// Library interface for the astronomical image sonifier

pub mod analysis;
pub mod batch;
pub mod classifier;
pub mod config;
pub mod detect;
pub mod error;
pub mod frequency;
pub mod metrics;
pub mod pipeline;
pub mod pixels;
pub mod spectrum;
pub mod stats;
pub mod synth;
pub mod wav;

// Test fixtures for synthetic sky images
pub mod test_fixtures;

// Re-export commonly used types
pub use analysis::AnalysisResult;
pub use classifier::ImageType;
pub use config::AppConfig;
pub use error::{Result, SonifyError};
pub use pipeline::{SonificationPipeline, SonificationRequest};
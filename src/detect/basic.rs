//! Coarse count estimates for solar, lunar, planetary and mixed scenes.
//!
//! These come straight from global pixel tallies and produce no masks.

use crate::analysis::ObjectCounts;
use crate::classifier::{GlobalAggregates, ImageType};

/// `min(value / scale, max)` with integer division.
fn scaled(value: usize, scale: usize, max: u32) -> u32 {
    u32::try_from(value / scale).unwrap_or(u32::MAX).min(max)
}

pub fn estimate_objects(image_type: ImageType, agg: &GlobalAggregates) -> ObjectCounts {
    let circular = agg.evidence.circular;
    let linear = agg.evidence.linear;

    let counts = match image_type {
        ImageType::Solar => ObjectCounts {
            sunspots: scaled(agg.dark_pixels, 5000, 50),
            solar_flares: scaled(agg.bright_pixels, 2000, 20),
            ..ObjectCounts::default()
        },
        ImageType::Lunar => ObjectCounts {
            moons: 1,
            ..ObjectCounts::default()
        },
        ImageType::Planetary => ObjectCounts {
            planets: scaled(circular, 1000, 5),
            moons: scaled(circular, 5000, 10),
            ..ObjectCounts::default()
        },
        ImageType::Mixed => ObjectCounts {
            stars: scaled(agg.bright_pixels, 500, 100),
            nebulae: scaled(agg.colorful_pixels, 10_000, 10),
            galaxies: scaled(linear, 5000, 5),
            planets: scaled(circular, 2000, 3),
            ..ObjectCounts::default()
        },
        // Deep-sky scenes go through the statistical detectors instead
        ImageType::DeepSky => ObjectCounts::default(),
    };

    tracing::debug!(%image_type, ?counts, "Estimated object counts");
    counts
}
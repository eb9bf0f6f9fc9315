//! Pipeline metrics collection and reporting.
//!
//! Uses HDR histograms for accurate latency percentiles.

use crate::config::MetricsConfig;
use hdrhistogram::Histogram;
use std::sync::atomic::{AtomicU64, Ordering};
use std::time::{Duration, Instant};

/// A pipeline stage with its own latency histogram
#[derive(Debug, Clone, Copy, PartialEq, Eq)]
pub enum Stage {
    Decode,
    Analysis,
    Synthesis,
    Encoding,
}

impl Stage {
    pub const ALL: [Stage; 4] = [
        Stage::Decode,
        Stage::Analysis,
        Stage::Synthesis,
        Stage::Encoding,
    ];

    fn index(self) -> usize {
        match self {
            Stage::Decode => 0,
            Stage::Analysis => 1,
            Stage::Synthesis => 2,
            Stage::Encoding => 3,
        }
    }

    pub fn as_str(self) -> &'static str {
        match self {
            Stage::Decode => "decode",
            Stage::Analysis => "analysis",
            Stage::Synthesis => "synthesis",
            Stage::Encoding => "encoding",
        }
    }
}

/// Wall-clock time spent in each stage of one invocation
#[derive(Debug, Clone, Copy, Default, PartialEq)]
pub struct StageTimings {
    pub decode: Duration,
    pub analysis: Duration,
    pub synthesis: Duration,
    pub encoding: Duration,
}

impl StageTimings {
    pub fn get(&self, stage: Stage) -> Duration {
        match stage {
            Stage::Decode => self.decode,
            Stage::Analysis => self.analysis,
            Stage::Synthesis => self.synthesis,
            Stage::Encoding => self.encoding,
        }
    }

    pub fn set(&mut self, stage: Stage, duration: Duration) {
        match stage {
            Stage::Decode => self.decode = duration,
            Stage::Analysis => self.analysis = duration,
            Stage::Synthesis => self.synthesis = duration,
            Stage::Encoding => self.encoding = duration,
        }
    }

    pub fn total(&self) -> Duration {
        self.decode + self.analysis + self.synthesis + self.encoding
    }
}

/// Aggregated pipeline metrics
#[derive(Debug)]
pub struct PipelineMetrics {
    /// Per-stage latency histograms (milliseconds), indexed by [`Stage`]
    stage_latency_ms: Vec<Histogram<u64>>,

    /// Total pipeline invocations
    total_requests: AtomicU64,

    /// Invocations that substituted the fallback analysis
    total_fallbacks: AtomicU64,

    /// Invocations that returned an error
    total_failures: AtomicU64,

    /// Total audio samples rendered, per channel
    total_samples: AtomicU64,

    /// Last reset timestamp
    last_reset: Instant,
}

/// Summary of key metrics for reporting
#[derive(Debug, Clone, PartialEq)]
pub struct MetricsSummary {
    /// (stage, P50 ms, P99 ms) for every stage
    pub stage_latency_ms: Vec<(Stage, f64, f64)>,

    /// Total pipeline invocations
    pub total_requests: u64,

    /// Invocations served by the fallback analysis
    pub total_fallbacks: u64,

    /// Invocations that failed
    pub total_failures: u64,

    /// Success rate (0.0-1.0); fallbacks count as successes
    pub success_rate: f64,

    /// Total samples rendered per channel
    pub total_samples: u64,

    /// Seconds since creation or last reset
    pub uptime_secs: f64,
}

impl Default for PipelineMetrics {
    fn default() -> Self {
        Self::new()
    }
}

impl PipelineMetrics {
    /// Create a collector with the default histogram bounds
    pub fn new() -> Self {
        Self::with_config(&MetricsConfig::default())
    }

    /// Create a collector sized by `config`
    ///
    /// Falls back to 1ms-60s with 2 significant digits if the configured
    /// bounds are rejected by the histogram.
    pub fn with_config(config: &MetricsConfig) -> Self {
        let stage_latency_ms = Stage::ALL
            .iter()
            .map(|_| latency_histogram(config.histogram_max_ms, config.histogram_precision))
            .collect();

        Self {
            stage_latency_ms,
            total_requests: AtomicU64::new(0),
            total_fallbacks: AtomicU64::new(0),
            total_failures: AtomicU64::new(0),
            total_samples: AtomicU64::new(0),
            last_reset: Instant::now(),
        }
    }

    /// Record one stage's latency
    pub fn record_stage(&mut self, stage: Stage, duration: Duration) {
        let ms = (duration.as_millis() as u64).max(1);

        if let Err(e) = self.stage_latency_ms[stage.index()].record(ms) {
            tracing::warn!("Failed to record {} latency: {}", stage.as_str(), e);
        }
    }

    /// Record a completed invocation
    pub fn record_success(&mut self, timings: &StageTimings, samples: usize, used_fallback: bool) {
        for stage in Stage::ALL {
            if stage == Stage::Analysis && used_fallback {
                continue;
            }
            self.record_stage(stage, timings.get(stage));
        }

        self.total_requests.fetch_add(1, Ordering::Relaxed);
        self.total_samples
            .fetch_add(samples as u64, Ordering::Relaxed);
        if used_fallback {
            self.total_fallbacks.fetch_add(1, Ordering::Relaxed);
        }
    }

    /// Record an invocation that returned an error
    pub fn record_failure(&self) {
        self.total_requests.fetch_add(1, Ordering::Relaxed);
        self.total_failures.fetch_add(1, Ordering::Relaxed);
    }

    /// Get current metrics summary
    pub fn summary(&self) -> MetricsSummary {
        let total_requests = self.total_requests.load(Ordering::Relaxed);
        let total_failures = self.total_failures.load(Ordering::Relaxed);
        let success_rate = if total_requests > 0 {
            (total_requests - total_failures) as f64 / total_requests as f64
        } else {
            0.0
        };

        let stage_latency_ms = Stage::ALL
            .iter()
            .map(|&stage| {
                let h = &self.stage_latency_ms[stage.index()];
                (
                    stage,
                    h.value_at_quantile(0.5) as f64,
                    h.value_at_quantile(0.99) as f64,
                )
            })
            .collect();

        MetricsSummary {
            stage_latency_ms,
            total_requests,
            total_fallbacks: self.total_fallbacks.load(Ordering::Relaxed),
            total_failures,
            success_rate,
            total_samples: self.total_samples.load(Ordering::Relaxed),
            uptime_secs: self.last_reset.elapsed().as_secs_f64(),
        }
    }

    /// Reset all metrics
    pub fn reset(&mut self) {
        for h in &mut self.stage_latency_ms {
            h.clear();
        }
        self.total_requests.store(0, Ordering::Relaxed);
        self.total_fallbacks.store(0, Ordering::Relaxed);
        self.total_failures.store(0, Ordering::Relaxed);
        self.total_samples.store(0, Ordering::Relaxed);
        self.last_reset = Instant::now();
    }
}

fn latency_histogram(max_ms: u64, precision: u8) -> Histogram<u64> {
    Histogram::new_with_bounds(1, max_ms.max(2), precision.clamp(1, 5)).unwrap_or_else(|e| {
        tracing::warn!("Invalid histogram bounds ({}), using defaults", e);
        Histogram::new_with_bounds(1, 60_000, 2).expect("default histogram bounds are valid")
    })
}

impl MetricsSummary {
    /// Emit the summary as structured log events
    pub fn log(&self) {
        for (stage, p50, p99) in &self.stage_latency_ms {
            tracing::info!(stage = stage.as_str(), p50_ms = p50, p99_ms = p99, "Stage latency");
        }
        tracing::info!(
            requests = self.total_requests,
            fallbacks = self.total_fallbacks,
            failures = self.total_failures,
            success_rate = self.success_rate,
            samples = self.total_samples,
            uptime_secs = self.uptime_secs,
            "Pipeline metrics"
        );
    }
}
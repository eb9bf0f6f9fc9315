//! Global luminance statistics and the per-pixel maps shared by every detector.
//!
//! All maps are flat `Vec<f32>` indexed by `y * width + x`. Border pixels that
//! lack a full neighborhood hold `0.0`. Maps are filled row-parallel; every
//! cell depends only on its own neighborhood so results do not depend on the
//! thread count.

use crate::pixels::{luminance, PixelBuffer};
use rayon::prelude::*;

/// Maximum standard deviation of 8-bit values, used to normalize texture.
const TEXTURE_NORM: f32 = 127.5;

/// Robust and classical luminance statistics.
#[derive(Debug, Clone, Copy, PartialEq, Default)]
pub struct ImageStats {
    pub mean: f32,
    pub std: f32,
    pub median: f32,
    pub mad: f32,
}

/// Per-pixel derived maps.
#[derive(Debug, Clone)]
pub struct StatMaps {
    pub width: usize,
    pub height: usize,
    pub luminance: Vec<f32>,
    /// Sum of absolute RGB differences from the 3x3 neighborhood mean.
    pub color_variance: Vec<f32>,
    /// 5x5 luminance standard deviation, normalized to [0, 1].
    pub texture: Vec<f32>,
    /// Sobel gradient magnitude of luminance.
    pub gradient: Vec<f32>,
    /// `1 - λ2/λ1` of the 5x5 second-moment matrix.
    pub ellipticity: Vec<f32>,
}

impl StatMaps {
    #[inline]
    pub fn index(&self, x: usize, y: usize) -> usize {
        y * self.width + x
    }

    pub fn len(&self) -> usize {
        self.width * self.height
    }

    pub fn is_empty(&self) -> bool {
        self.len() == 0
    }
}

/// Everything the statistics engine derives from one image.
#[derive(Debug, Clone)]
pub struct Statistics {
    pub stats: ImageStats,
    pub maps: StatMaps,
}

/// Compute global statistics and all per-pixel maps for `pixels`.
pub fn compute_statistics(pixels: &PixelBuffer) -> Statistics {
    let width = pixels.width() as usize;
    let height = pixels.height() as usize;

    let lum: Vec<f32> = pixels
        .as_rgba()
        .par_chunks_exact(4)
        .map(|p| luminance(p[0], p[1], p[2]))
        .collect();

    let stats = luminance_stats(&lum);

    let color_variance = interior_map(width, height, 1, |x, y| {
        color_variance_at(pixels, width, x, y)
    });
    let texture = interior_map(width, height, 2, |x, y| {
        (local_std(&lum, width, x, y) / TEXTURE_NORM).clamp(0.0, 1.0)
    });
    let gradient = interior_map(width, height, 1, |x, y| sobel_at(&lum, width, x, y));
    let ellipticity = interior_map(width, height, 2, |x, y| ellipticity_at(&lum, width, x, y));

    tracing::debug!(
        mean = stats.mean,
        std = stats.std,
        median = stats.median,
        mad = stats.mad,
        "Computed image statistics"
    );

    Statistics {
        stats,
        maps: StatMaps {
            width,
            height,
            luminance: lum,
            color_variance,
            texture,
            gradient,
            ellipticity,
        },
    }
}

/// Mean, population standard deviation, median and MAD of `values`.
pub fn luminance_stats(values: &[f32]) -> ImageStats {
    if values.is_empty() {
        return ImageStats::default();
    }

    let n = values.len() as f64;
    let mean = values.iter().map(|&v| v as f64).sum::<f64>() / n;
    let variance = values
        .iter()
        .map(|&v| (v as f64 - mean).powi(2))
        .sum::<f64>()
        / n;

    let mut sorted = values.to_vec();
    let median = median_in_place(&mut sorted);

    let mut deviations: Vec<f32> = values.iter().map(|&v| (v - median).abs()).collect();
    let mad = median_in_place(&mut deviations);

    ImageStats {
        mean: mean as f32,
        std: variance.sqrt() as f32,
        median,
        mad,
    }
}

/// Median by full sort; averages the two middle values for even lengths.
fn median_in_place(values: &mut [f32]) -> f32 {
    if values.is_empty() {
        return 0.0;
    }
    values.sort_unstable_by(f32::total_cmp);
    let mid = values.len() / 2;
    if values.len() % 2 == 0 {
        (values[mid - 1] + values[mid]) / 2.0
    } else {
        values[mid]
    }
}

/// Build a map by evaluating `f` at every pixel at least `margin` from the border.
fn interior_map<F>(width: usize, height: usize, margin: usize, f: F) -> Vec<f32>
where
    F: Fn(usize, usize) -> f32 + Sync,
{
    let mut map = vec![0.0f32; width * height];
    if width <= 2 * margin || height <= 2 * margin {
        return map;
    }

    map.par_chunks_mut(width)
        .enumerate()
        .for_each(|(y, row)| {
            if y < margin || y >= height - margin {
                return;
            }
            for (x, cell) in row.iter_mut().enumerate().take(width - margin).skip(margin) {
                *cell = f(x, y);
            }
        });
    map
}

fn color_variance_at(pixels: &PixelBuffer, width: usize, x: usize, y: usize) -> f32 {
    let mut sum = [0.0f32; 3];
    for ny in y - 1..=y + 1 {
        for nx in x - 1..=x + 1 {
            let p = pixels.rgba(ny * width + nx);
            for c in 0..3 {
                sum[c] += p[c] as f32;
            }
        }
    }

    let center = pixels.rgba(y * width + x);
    (0..3)
        .map(|c| (center[c] as f32 - sum[c] / 9.0).abs())
        .sum()
}

fn local_std(lum: &[f32], width: usize, x: usize, y: usize) -> f32 {
    let mut sum = 0.0f64;
    let mut sum_sq = 0.0f64;
    for ny in y - 2..=y + 2 {
        let row = &lum[ny * width + x - 2..=ny * width + x + 2];
        for &v in row {
            sum += v as f64;
            sum_sq += v as f64 * v as f64;
        }
    }
    let mean = sum / 25.0;
    (sum_sq / 25.0 - mean * mean).max(0.0).sqrt() as f32
}

fn sobel_at(lum: &[f32], width: usize, x: usize, y: usize) -> f32 {
    let at = |dx: isize, dy: isize| {
        lum[(y as isize + dy) as usize * width + (x as isize + dx) as usize]
    };

    let gx = (at(1, -1) + 2.0 * at(1, 0) + at(1, 1)) - (at(-1, -1) + 2.0 * at(-1, 0) + at(-1, 1));
    let gy = (at(-1, 1) + 2.0 * at(0, 1) + at(1, 1)) - (at(-1, -1) + 2.0 * at(0, -1) + at(1, -1));
    (gx * gx + gy * gy).sqrt()
}

/// Ellipticity from intensity-weighted central second moments of the 5x5 window.
fn ellipticity_at(lum: &[f32], width: usize, x: usize, y: usize) -> f32 {
    let mut m00 = 0.0f64;
    let mut m10 = 0.0f64;
    let mut m01 = 0.0f64;
    for dy in -2i32..=2 {
        for dx in -2i32..=2 {
            let v = lum[(y as i32 + dy) as usize * width + (x as i32 + dx) as usize] as f64;
            m00 += v;
            m10 += dx as f64 * v;
            m01 += dy as f64 * v;
        }
    }
    if m00 <= 0.0 {
        return 0.0;
    }

    let cx = m10 / m00;
    let cy = m01 / m00;
    let (mut mu20, mut mu02, mut mu11) = (0.0f64, 0.0f64, 0.0f64);
    for dy in -2i32..=2 {
        for dx in -2i32..=2 {
            let v = lum[(y as i32 + dy) as usize * width + (x as i32 + dx) as usize] as f64;
            let ddx = dx as f64 - cx;
            let ddy = dy as f64 - cy;
            mu20 += ddx * ddx * v;
            mu02 += ddy * ddy * v;
            mu11 += ddx * ddy * v;
        }
    }
    mu20 /= m00;
    mu02 /= m00;
    mu11 /= m00;

    let half_trace = (mu20 + mu02) / 2.0;
    let root = (((mu20 - mu02) / 2.0).powi(2) + mu11 * mu11).sqrt();
    let lambda1 = half_trace + root;
    let lambda2 = half_trace - root;
    if lambda1 <= f64::EPSILON {
        return 0.0;
    }

    (1.0 - lambda2 / lambda1).clamp(0.0, 1.0) as f32
}
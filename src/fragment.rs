//! Fragment component.

use std::borrow::Cow;
use std::cmp::Ordering;
use std::fmt;
use std::ops::Deref;
use std::str::FromStr;

use crate::chars::is_query_char;
use crate::cursor::Cursor;
use crate::error::ParseError;
use crate::percent::decode_validated;

/// A validated fragment, without the leading `#`.
///
/// Fragments use the same character set as queries.
///
/// # Examples
///
/// ```
/// use rfc3986_uri::Fragment;
///
/// let frag = Fragment::parse("section-4.2?x").unwrap();
/// assert_eq!(frag.as_str(), "section-4.2?x");
/// ```
#[derive(Debug, Clone, PartialEq, Eq, Hash, Default)]
pub struct Fragment(String);

impl Fragment {
    /// Parses a fragment from a string (without leading `#`).
    ///
    /// # Errors
    ///
    /// Returns `InvalidPercentEncoding` for a malformed `%HH` triplet and
    /// `UnexpectedTrailingInput` at the first character not allowed in a
    /// fragment, such as a second `#`.
    pub fn parse(input: &str) -> Result<Self, ParseError> {
        let mut cursor = Cursor::new(input);
        let fragment = scan_body(&mut cursor)?;
        cursor.expect_end()?;
        Ok(fragment)
    }

    /// Returns the fragment as a string.
    #[must_use]
    pub fn as_str(&self) -> &str {
        &self.0
    }

    /// Returns the percent-decoded fragment bytes.
    #[must_use]
    pub fn decode(&self) -> Cow<'_, [u8]> {
        decode_validated(&self.0)
    }
}

/// Scans `[ "#" fragment ]`, returning `None` when no `#` follows.
pub(crate) fn scan(cursor: &mut Cursor<'_>) -> Result<Option<Fragment>, ParseError> {
    if !cursor.eat(b'#') {
        return Ok(None);
    }
    scan_body(cursor).map(Some)
}

fn scan_body(cursor: &mut Cursor<'_>) -> Result<Fragment, ParseError> {
    let span = cursor.scan_encoded(is_query_char)?;
    Ok(Fragment(cursor.slice(span).to_string()))
}

impl fmt::Display for Fragment {
    fn fmt(&self, f: &mut fmt::Formatter<'_>) -> fmt::Result {
        f.write_str(&self.0)
    }
}

impl FromStr for Fragment {
    type Err = ParseError;

    fn from_str(s: &str) -> Result<Self, Self::Err> {
        Self::parse(s)
    }
}

impl AsRef<str> for Fragment {
    fn as_ref(&self) -> &str {
        &self.0
    }
}

impl TryFrom<&str> for Fragment {
    type Error = ParseError;

    fn try_from(s: &str) -> Result<Self, Self::Error> {
        Self::parse(s)
    }
}

impl Deref for Fragment {
    type Target = str;

    fn deref(&self) -> &Self::Target {
        &self.0
    }
}

impl PartialEq<str> for Fragment {
    fn eq(&self, other: &str) -> bool {
        self.0 == other
    }
}

impl PartialEq<&str> for Fragment {
    fn eq(&self, other: &&str) -> bool {
        self.0 == *other
    }
}

impl PartialOrd for Fragment {
    fn partial_cmp(&self, other: &Self) -> Option<Ordering> {
        Some(self.cmp(other))
    }
}

impl Ord for Fragment {
    fn cmp(&self, other: &Self) -> Ordering {
        self.0.cmp(&other.0)
    }
}

#[cfg(test)]
mod tests {
    use super::*;
    use crate::error::ParseErrorKind;

    #[test]
    fn parse_simple_fragment() {
        let frag = Fragment::parse("summarization").unwrap();
        assert_eq!(frag.as_str(), "summarization");
    }

    #[test]
    fn parse_fragment_with_special_chars() {
        let frag = Fragment::parse("sub/path:v2@x?y=1").unwrap();
        assert_eq!(frag.as_str(), "sub/path:v2@x?y=1");
    }

    #[test]
    fn parse_empty_fragment() {
        let frag = Fragment::parse("").unwrap();
        assert_eq!(frag.as_str(), "");
    }

    #[test]
    fn second_hash_fails() {
        let err = Fragment::parse("a#b").unwrap_err();
        assert_eq!(err.kind, ParseErrorKind::UnexpectedTrailingInput);
        assert_eq!(err.offset, Some(1));
    }

    #[test]
    fn parse_space_fails() {
        let err = Fragment::parse("test value").unwrap_err();
        assert_eq!(err.kind, ParseErrorKind::UnexpectedTrailingInput);
        assert_eq!(err.offset, Some(4));
    }

    #[test]
    fn scan_consumes_hash() {
        let mut cursor = Cursor::new("#top");
        let frag = scan(&mut cursor).unwrap().unwrap();
        assert_eq!(frag, "top");
        assert!(cursor.is_at_end());
    }

    #[test]
    fn decode() {
        let frag = Fragment::parse("a%23b").unwrap();
        assert_eq!(&*frag.decode(), b"a#b");
    }
}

#####

* **INSTRUCTIONS TO FOLLOW**:
Within the records above, the line carrying "use super::*;" starts the range and the last line ends it. Set down that range exactly.

* **OUTPUT OF THE TASK**:
    use super::*;
    use crate::error::ParseErrorKind;

    #[test]
    fn parse_simple_fragment() {
        let frag = Fragment::parse("summarization").unwrap();
        assert_eq!(frag.as_str(), "summarization");
    }

    #[test]
    fn parse_fragment_with_special_chars() {
        let frag = Fragment::parse("sub/path:v2@x?y=1").unwrap();
        assert_eq!(frag.as_str(), "sub/path:v2@x?y=1");
    }

    #[test]
    fn parse_empty_fragment() {
        let frag = Fragment::parse("").unwrap();
        assert_eq!(frag.as_str(), "");
    }

    #[test]
    fn second_hash_fails() {
        let err = Fragment::parse("a#b").unwrap_err();
        assert_eq!(err.kind, ParseErrorKind::UnexpectedTrailingInput);
        assert_eq!(err.offset, Some(1));
    }

    #[test]
    fn parse_space_fails() {
        let err = Fragment::parse("test value").unwrap_err();
        assert_eq!(err.kind, ParseErrorKind::UnexpectedTrailingInput);
        assert_eq!(err.offset, Some(4));
    }

    #[test]
    fn scan_consumes_hash() {
        let mut cursor = Cursor::new("#top");
        let frag = scan(&mut cursor).unwrap().unwrap();
        assert_eq!(frag, "top");
        assert!(cursor.is_at_end());
    }

    #[test]
    fn decode() {
        let frag = Fragment::parse("a%23b").unwrap();
        assert_eq!(&*frag.decode(), b"a#b");
    }
}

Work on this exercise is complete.